Die Begründung für die Verzögerung bei den Schnelltests lautet: zu viele offene Fragen. Regierungssprecher Seibert sprach davon, dass sich dazu eine Reihe "wichtiger Fragen" stellen. Wie diese und die Probleme dazu genau aussehen, wird nicht transparent gemacht. Wie überhaupt das Zusammenspiel zwischen Kanzlerin Merkel, Regierungsvertretern und Journalisten Fragen aufwirft (auf Länder- und Bundesebene - oder hier: Merkel und EU-Ebene betreffend).

Bundesländer seien noch unzufrieden mit dem Konzept aus dem Gesundheitsministerium, wird etwas vage auf Nachrichtenseiten berichtet: "Noch ist unter anderem unklar, wie genau die Schnelltests organisiert werden sollen und wann den Ländern wie viele Tests zur Verfügung stehen."

Genügend Schnelltests vorhanden

Zwar sollen Schnelltests wichtiger Teil der Gesamtstrategie sein. Aber wie diese aussieht, ist augenscheinlich noch unklar. Zu den Bedenken, die genannt werden, gehört offenbar, dass die Schnelltests nicht zuverlässig genug sind, weswegen positive Schnelltests laut dem Robert-Koch Institut auch in Zukunft durch einen PCR-Test im Labor bestätigt werden sollen.

Am Geld solle die Ausweitung des Testgeschehens nicht scheitern, heißt es aus Scholzens Finanzministerium. Auch für Vorräte ist laut Regierung gesorgt:

"Die Strategie nahezu kostenfreier Schnelltests ist nach Regierungsangaben mit rund 800 Millionen bereits bestellter Testkits hinterlegt."

Die Zahl gliedert sich wie folgt auf: Für dieses Jahr sind 500 Millionen Tests gesichert und zusätzlich soll Deutschland 300 Millionen auf europäischem Weg bekommen. Allerdings: "Wann diese Tests den Ländern zur Verfügung stehen, scheint bislang auch noch nicht klar zu sein." (Tagesschau).

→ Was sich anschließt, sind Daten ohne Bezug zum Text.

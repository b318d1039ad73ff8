use crate::submission::RawSubmission;

/// The outcome of a single field rule.
#[derive(Clone, Debug, PartialEq, Eq)]
pub enum RuleDecision {
    /// The field is acceptable; proceed to the next rule.
    Pass,
    /// The field failed; the submission is rejected with this reason.
    Fail { reason: String },
}

impl RuleDecision {
    pub fn fail(reason: impl Into<String>) -> Self {
        Self::Fail {
            reason: reason.into(),
        }
    }

    pub fn is_pass(&self) -> bool {
        matches!(self, Self::Pass)
    }
}

/// A single check on one field of a submission.
///
/// Rules are evaluated in the order they were added to a validator, and
/// each rule only looks at its own field. The trait is object-safe and
/// `Send + Sync` so rule tables can be stored as `Vec<Box<dyn FieldRule>>`.
pub trait FieldRule: Send + Sync {
    /// The field this rule inspects.
    fn field(&self) -> &str;

    /// Check the field and return a decision.
    fn check(&self, submission: &RawSubmission) -> RuleDecision;
}
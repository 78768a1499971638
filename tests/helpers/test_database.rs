// Test database helpers
//
// Throwaway SQLite databases in the system temp directory.

use std::path::{Path, PathBuf};

use fixture_harness::{HarnessConfig, TeardownPolicy, TestHarness};
use sqlx::AnyPool;
use tempfile::TempDir;

use super::test_data::sample_registry;

/// A SQLite file inside its own temporary directory
///
/// The directory and everything SQLite puts next to the file go away on drop.
pub struct TempDatabase {
    _dir: TempDir,
    path: PathBuf,
    url: String,
}

impl TempDatabase {
    /// Database whose file name carries the `harness_test` marker
    pub fn new(label: &str) -> Self {
        Self::in_temp_dir(&format!("harness_test_{}.db", label))
    }

    /// A database whose name carries no test marker
    pub fn production(label: &str) -> Self {
        Self::in_temp_dir(&format!("harness_prod_{}.db", label))
    }

    fn in_temp_dir(file_name: &str) -> Self {
        let dir = tempfile::Builder::new()
            .prefix("fixture-harness-")
            .tempdir()
            .expect("Failed to create temporary directory for test database");
        let path = dir.path().join(file_name);
        let url = format!("sqlite://{}?mode=rwc", path.display());
        Self {
            _dir: dir,
            path,
            url,
        }
    }

    pub fn url(&self) -> &str {
        &self.url
    }

    pub fn path(&self) -> &Path {
        &self.path
    }

    pub fn exists(&self) -> bool {
        self.path.exists()
    }
}

/// Harness configuration rooted at `tests/`, so fixture references read
/// `fixtures/<name>.yaml`
pub fn harness_config(url: &str) -> HarnessConfig {
    HarnessConfig::new(url)
        .with_app_root(concat!(env!("CARGO_MANIFEST_DIR"), "/tests"))
        .with_test_marker("harness_test")
        .with_max_connections(2)
}

/// Harness over the blog models, backed by `db`
pub fn test_harness(db: &TempDatabase, policy: TeardownPolicy) -> fixture_harness::Result<TestHarness> {
    fixture_harness::init_test_tracing();
    TestHarness::new(
        harness_config(db.url()).with_teardown_policy(policy),
        sample_registry(),
    )
}

pub async fn count_rows(pool: &AnyPool, table: &str) -> Result<i64, sqlx::Error> {
    sqlx::query_scalar::<_, i64>(&format!("SELECT COUNT(*) FROM {}", table))
        .fetch_one(pool)
        .await
}

/// `(id, name, email)` of every user, by id
pub async fn user_rows(pool: &AnyPool) -> Result<Vec<(i64, String, String)>, sqlx::Error> {
    sqlx::query_as::<_, (i64, String, String)>("SELECT id, name, email FROM users ORDER BY id")
        .fetch_all(pool)
        .await
}

/// `(id, user_id, title)` of every post, by id
pub async fn post_rows(pool: &AnyPool) -> Result<Vec<(i64, i64, String)>, sqlx::Error> {
    sqlx::query_as::<_, (i64, i64, String)>("SELECT id, user_id, title FROM posts ORDER BY id")
        .fetch_all(pool)
        .await
}

/// `(id, parent_id)` of every node, by id
pub async fn node_rows(pool: &AnyPool) -> Result<Vec<(i64, Option<i64>)>, sqlx::Error> {
    sqlx::query_as::<_, (i64, Option<i64>)>("SELECT id, parent_id FROM nodes ORDER BY id")
        .fetch_all(pool)
        .await
}
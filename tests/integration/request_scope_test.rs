// Request scope tests
//
// The test body sees a synthetic request carrying the application's data.

#[path = "../helpers/mod.rs"]
mod helpers;

use actix_web::{http::header, web, HttpMessage};
use fixture_harness::{AppContext, RequestId, RequestScope, TeardownPolicy, TestCase};
use helpers::*;

struct Greeting(String);

#[derive(Clone)]
struct ApiVersion(u32);

struct ScopedCase;

impl TestCase for ScopedCase {}

struct UnscopedCase;

impl TestCase for UnscopedCase {
    fn create_scope(&self, _app: &AppContext) -> Option<RequestScope> {
        None
    }
}

fn app_context() -> AppContext {
    AppContext::new("http://localhost/api")
        .with_data(web::Data::new(Greeting("hello".to_string())))
        .with_app_data(ApiVersion(2))
}

#[actix_web::test]
async fn test_body_runs_inside_request_scope() -> anyhow::Result<()> {
    let db = TempDatabase::new("scope");
    let mut harness = test_harness(&db, TeardownPolicy::Dispose)?.with_app_context(app_context());

    harness
        .run(&ScopedCase, |ctx| {
            Box::pin(async move {
                let scope = ctx.scope().ok_or_else(|| anyhow::anyhow!("no request scope"))?;

                let greeting = scope
                    .data::<Greeting>()
                    .ok_or_else(|| anyhow::anyhow!("greeting not registered"))?;
                assert_eq!(greeting.0, "hello");
                assert_eq!(scope.app_data::<ApiVersion>().map(|v| v.0), Some(2));

                let request = scope.request();
                assert_eq!(request.path(), "/api");
                assert_eq!(
                    request
                        .headers()
                        .get("X-Request-ID")
                        .and_then(|v| v.to_str().ok()),
                    Some(scope.id().to_string().as_str())
                );
                assert_eq!(
                    request.extensions().get::<RequestId>(),
                    Some(&RequestId(scope.id().to_string()))
                );
                assert!(!request.headers().contains_key(header::AUTHORIZATION));
                Ok::<_, anyhow::Error>(())
            })
        })
        .await?;
    Ok(())
}

#[actix_web::test]
async fn test_each_test_gets_a_new_scope() -> anyhow::Result<()> {
    let db = TempDatabase::new("scope_ids");
    let mut harness = test_harness(&db, TeardownPolicy::Keep)?.with_app_context(app_context());

    let mut ids = Vec::new();
    for _ in 0..2 {
        let id = harness
            .run(&ScopedCase, |ctx| {
                Box::pin(async move {
                    let scope = ctx.scope().ok_or_else(|| anyhow::anyhow!("no request scope"))?;
                    Ok::<_, anyhow::Error>(scope.id())
                })
            })
            .await?;
        ids.push(id);
    }

    assert_ne!(ids[0], ids[1]);
    Ok(())
}

#[actix_web::test]
async fn test_case_can_opt_out_of_scope() -> anyhow::Result<()> {
    let db = TempDatabase::new("no_scope");
    let mut harness = test_harness(&db, TeardownPolicy::Dispose)?.with_app_context(app_context());

    let had_scope = harness
        .run(&UnscopedCase, |ctx| {
            Box::pin(async move { Ok::<_, anyhow::Error>(ctx.scope().is_some()) })
        })
        .await?;

    assert!(!had_scope);
    Ok(())
}
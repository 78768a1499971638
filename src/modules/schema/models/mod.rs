pub mod table;

pub use table::{Column, ColumnType, ForeignKey, Table};
use crate::core::{HarnessError, Result};
use serde::Deserialize;
use std::env;
use std::path::PathBuf;
use std::str::FromStr;

pub mod database;

pub use database::{DatabaseConfig, Dialect};

/// What teardown does with the connection pool once the transaction is gone
#[derive(Debug, Clone, Copy, PartialEq, Eq, Default, Deserialize)]
#[serde(rename_all = "lowercase")]
pub enum TeardownPolicy {
    /// Close every pooled connection; the next setup reconnects
    #[default]
    Dispose,
    /// Keep the pool open across tests
    Keep,
}

impl FromStr for TeardownPolicy {
    type Err = HarnessError;

    fn from_str(s: &str) -> Result<Self> {
        match s.trim().to_ascii_lowercase().as_str() {
            "dispose" => Ok(TeardownPolicy::Dispose),
            "keep" => Ok(TeardownPolicy::Keep),
            other => Err(HarnessError::configuration(format!(
                "Invalid HARNESS_TEARDOWN_POLICY '{}' (expected 'dispose' or 'keep')",
                other
            ))),
        }
    }
}

/// Main harness configuration
#[derive(Debug, Clone, Deserialize)]
pub struct HarnessConfig {
    pub database: DatabaseConfig,
    /// Directory fixture references are resolved against
    pub app_root: PathBuf,
    /// Substring the connection string must contain before a schema reset
    pub test_marker: String,
    pub teardown_policy: TeardownPolicy,
    /// URI given to synthesized request scopes
    pub base_uri: String,
}

impl HarnessConfig {
    pub fn new(database_url: impl Into<String>) -> Self {
        HarnessConfig {
            database: DatabaseConfig::new(database_url),
            app_root: default_app_root(),
            test_marker: "test".to_string(),
            teardown_policy: TeardownPolicy::default(),
            base_uri: "http://localhost".to_string(),
        }
    }

    /// Load configuration from environment variables
    pub fn from_env() -> Result<Self> {
        // Load .env file if present
        dotenvy::dotenv().ok();

        let config = HarnessConfig {
            database: DatabaseConfig::from_env()?,
            app_root: env::var("HARNESS_APP_ROOT")
                .map(PathBuf::from)
                .unwrap_or_else(|_| default_app_root()),
            test_marker: env::var("HARNESS_TEST_MARKER").unwrap_or_else(|_| "test".to_string()),
            teardown_policy: env::var("HARNESS_TEARDOWN_POLICY")
                .unwrap_or_else(|_| "dispose".to_string())
                .parse()?,
            base_uri: env::var("HARNESS_BASE_URI")
                .unwrap_or_else(|_| "http://localhost".to_string()),
        };

        Ok(config)
    }

    /// Validate configuration
    pub fn validate(&self) -> Result<()> {
        if self.database.max_connections == 0 {
            return Err(HarnessError::configuration(
                "Max connections must be greater than 0",
            ));
        }

        if self.test_marker.trim().is_empty() {
            return Err(HarnessError::configuration("Test marker must not be empty"));
        }

        self.database.dialect()?;

        Ok(())
    }

    pub fn with_app_root(mut self, app_root: impl Into<PathBuf>) -> Self {
        self.app_root = app_root.into();
        self
    }

    pub fn with_test_marker(mut self, marker: impl Into<String>) -> Self {
        self.test_marker = marker.into();
        self
    }

    pub fn with_teardown_policy(mut self, policy: TeardownPolicy) -> Self {
        self.teardown_policy = policy;
        self
    }

    pub fn with_max_connections(mut self, max_connections: u32) -> Self {
        self.database.max_connections = max_connections;
        self
    }
}

fn default_app_root() -> PathBuf {
    env::var("CARGO_MANIFEST_DIR")
        .map(PathBuf::from)
        .unwrap_or_else(|_| PathBuf::from("."))
}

Die Länder hätten mit der Organisation der Impfungen schon alle Hände voll zu tun, lautet eine Erklärung für die Verzögerungen - sind sie durch die zusätzliche Organisation von Schnelltests und der Bestätigung von Testergebnissen überlastet?

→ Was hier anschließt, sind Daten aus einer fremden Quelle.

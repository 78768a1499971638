use tracing_subscriber::{layer::SubscriberExt, util::SubscriberInitExt, EnvFilter};

/// Filter used when `RUST_LOG` is not set
pub const DEFAULT_FILTER: &str = "fixture_harness=debug,sqlx=warn";

/// Install a tracing subscriber that writes through the test harness' capture.
///
/// Every test may call this; only the first call installs anything.
pub fn init_test_tracing() {
    let _ = tracing_subscriber::registry()
        .with(EnvFilter::try_from_default_env().unwrap_or_else(|_| DEFAULT_FILTER.into()))
        .with(tracing_subscriber::fmt::layer().with_test_writer())
        .try_init();
}
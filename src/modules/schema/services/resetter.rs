// Schema reset
//
// Drops and recreates every registered table. Refuses to touch a store
// whose connection string does not look like a test database.

use crate::config::DatabaseConfig;
use crate::core::{HarnessError, Result};
use crate::modules::registry::ModelRegistry;
use crate::modules::session::Database;

/// Fail with `NotATestEnvironment` unless the connection string carries `marker`
pub fn ensure_test_target(config: &DatabaseConfig, marker: &str) -> Result<()> {
    if config.is_test_target(marker) {
        return Ok(());
    }

    tracing::error!(
        target_url = %config.redacted_url(),
        marker = %marker,
        "Refusing to reset a schema outside a test database"
    );
    Err(HarnessError::NotATestEnvironment {
        target: config.redacted_url(),
        marker: marker.to_string(),
    })
}

/// Wipe and recreate the schema for every model in `registry`
///
/// # Behavior
/// - Checks the environment guard before any connection is opened
/// - Drops tables in reverse dependency order (`DROP TABLE IF EXISTS`)
/// - Creates tables in dependency order
/// - Repeated calls always leave an empty, freshly created schema
///
/// # Errors
/// - `NotATestEnvironment` when the guard fails (nothing is executed)
/// - `Schema` when the registered tables reference each other in a cycle
/// - `Database` when any DDL statement fails
pub async fn reset_schema(
    database: &mut Database,
    registry: &ModelRegistry,
    marker: &str,
) -> Result<()> {
    ensure_test_target(database.config(), marker)?;

    let dialect = database.dialect();
    let tables = registry.creation_order()?;
    let pool = database.pool().await?;
    let mut conn = pool.acquire().await?;

    for table in tables.iter().rev() {
        sqlx::query(&table.drop_sql(dialect))
            .execute(&mut *conn)
            .await?;
    }

    for table in &tables {
        sqlx::query(&table.create_sql(dialect))
            .execute(&mut *conn)
            .await?;
    }

    tracing::info!(
        target_url = %database.config().redacted_url(),
        tables = tables.len(),
        "Schema reset"
    );

    Ok(())
}
pub mod database;
pub mod flush_order;
#[allow(clippy::module_inception)]
pub mod session;

pub use database::Database;
pub use flush_order::FlushOrder;
pub use session::Session;
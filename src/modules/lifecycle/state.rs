use std::fmt;

/// Phase of the per-test lifecycle
///
/// `Idle → SchemaReset → FixturesLoaded → ScopeOpen → Running → TearingDown → Idle`
#[derive(Debug, Clone, Copy, PartialEq, Eq, Default)]
pub enum LifecycleState {
    #[default]
    Idle,
    SchemaReset,
    FixturesLoaded,
    ScopeOpen,
    Running,
    TearingDown,
}

impl LifecycleState {
    pub fn as_str(&self) -> &'static str {
        match self {
            LifecycleState::Idle => "idle",
            LifecycleState::SchemaReset => "schema_reset",
            LifecycleState::FixturesLoaded => "fixtures_loaded",
            LifecycleState::ScopeOpen => "scope_open",
            LifecycleState::Running => "running",
            LifecycleState::TearingDown => "tearing_down",
        }
    }

    /// State reached by the next forward step; teardown wraps back to `Idle`
    pub fn next(&self) -> LifecycleState {
        match self {
            LifecycleState::Idle => LifecycleState::SchemaReset,
            LifecycleState::SchemaReset => LifecycleState::FixturesLoaded,
            LifecycleState::FixturesLoaded => LifecycleState::ScopeOpen,
            LifecycleState::ScopeOpen => LifecycleState::Running,
            LifecycleState::Running => LifecycleState::TearingDown,
            LifecycleState::TearingDown => LifecycleState::Idle,
        }
    }
}

impl fmt::Display for LifecycleState {
    fn fmt(&self, f: &mut fmt::Formatter<'_>) -> fmt::Result {
        f.write_str(self.as_str())
    }
}
//! Integration-test harness for JSON HTTP APIs backed by a relational store.
//!
//! Before each test the schema is recreated and fixture files are loaded;
//! the test body runs inside a synthetic request scope; afterwards pending
//! writes are flushed, the transaction is rolled back and connections are
//! released. JSON:API payloads can be compared in an order-independent form.

pub mod config;
pub mod core;
pub mod modules;

// Re-export commonly used types
pub use config::{DatabaseConfig, Dialect, HarnessConfig, TeardownPolicy};
pub use crate::core::{init_test_tracing, HarnessError, Result};
pub use modules::canonical::{
    assert_canonical_eq, assert_entities_contain, canonical_repr, canonicalize, compare_entities,
    entities_contain, is_superset, EntityMismatch,
};
pub use modules::client::{assert_status_ok, read_json, TestClient};
pub use modules::fixtures::{load_fixtures, FixtureGroup, FixtureLoader, FixtureSet, LoadReport};
pub use modules::lifecycle::{LifecycleState, TestCase, TestContext, TestHarness};
pub use modules::registry::{Entity, ModelEntry, ModelRegistry, Record, Row};
pub use modules::schema::{ensure_test_target, reset_schema, Column, ColumnType, ForeignKey, Table};
pub use modules::scope::{close_scope, AppContext, RequestId, RequestScope};
pub use modules::session::{Database, Session};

Gesucht: Eine Strategie und klare Regeln

Der Hauptgeschäftsführer des Städte- und Gemeindebundes, Gerd Landsberg, äußerte vor ein paar Tagen Zweifel daran, dass genügend Tests zur Verfügung stehen könnten. Jetzt fordert er, dass "Bund und Länder klar sagen, bis wann sie wie viele und welche Schelltests beschaffen können und wie die Verteilung in den Ländern auf den Weg gebracht wird". Die Kommunen seien sauer und fordern mehr Tempo, heißt es dazu in der Meldung der Osnabrücker Zeitung.

Zum dringenden Klärungsbedarf gehöre aber auch die Antwort auf die Frage, wie sich die verhalten müssen, die ein positives Schnelltest-Ergebnis haben. Im Kampf gegen die Pandemie bringe es nichts "einfach nur viele kostenlose Tests anzubieten", so die Vorsitzende des Bundesverbandes der Ärztinnen und Ärzte im Öffentlichen Gesundheitsdienst, Ute Teichert. Es brauche eine Strategie und klare Regeln.

Das gilt auch für das Impfen: 2,5 Millionen ungenutzte Impf-Dosen warten auf Einsatz.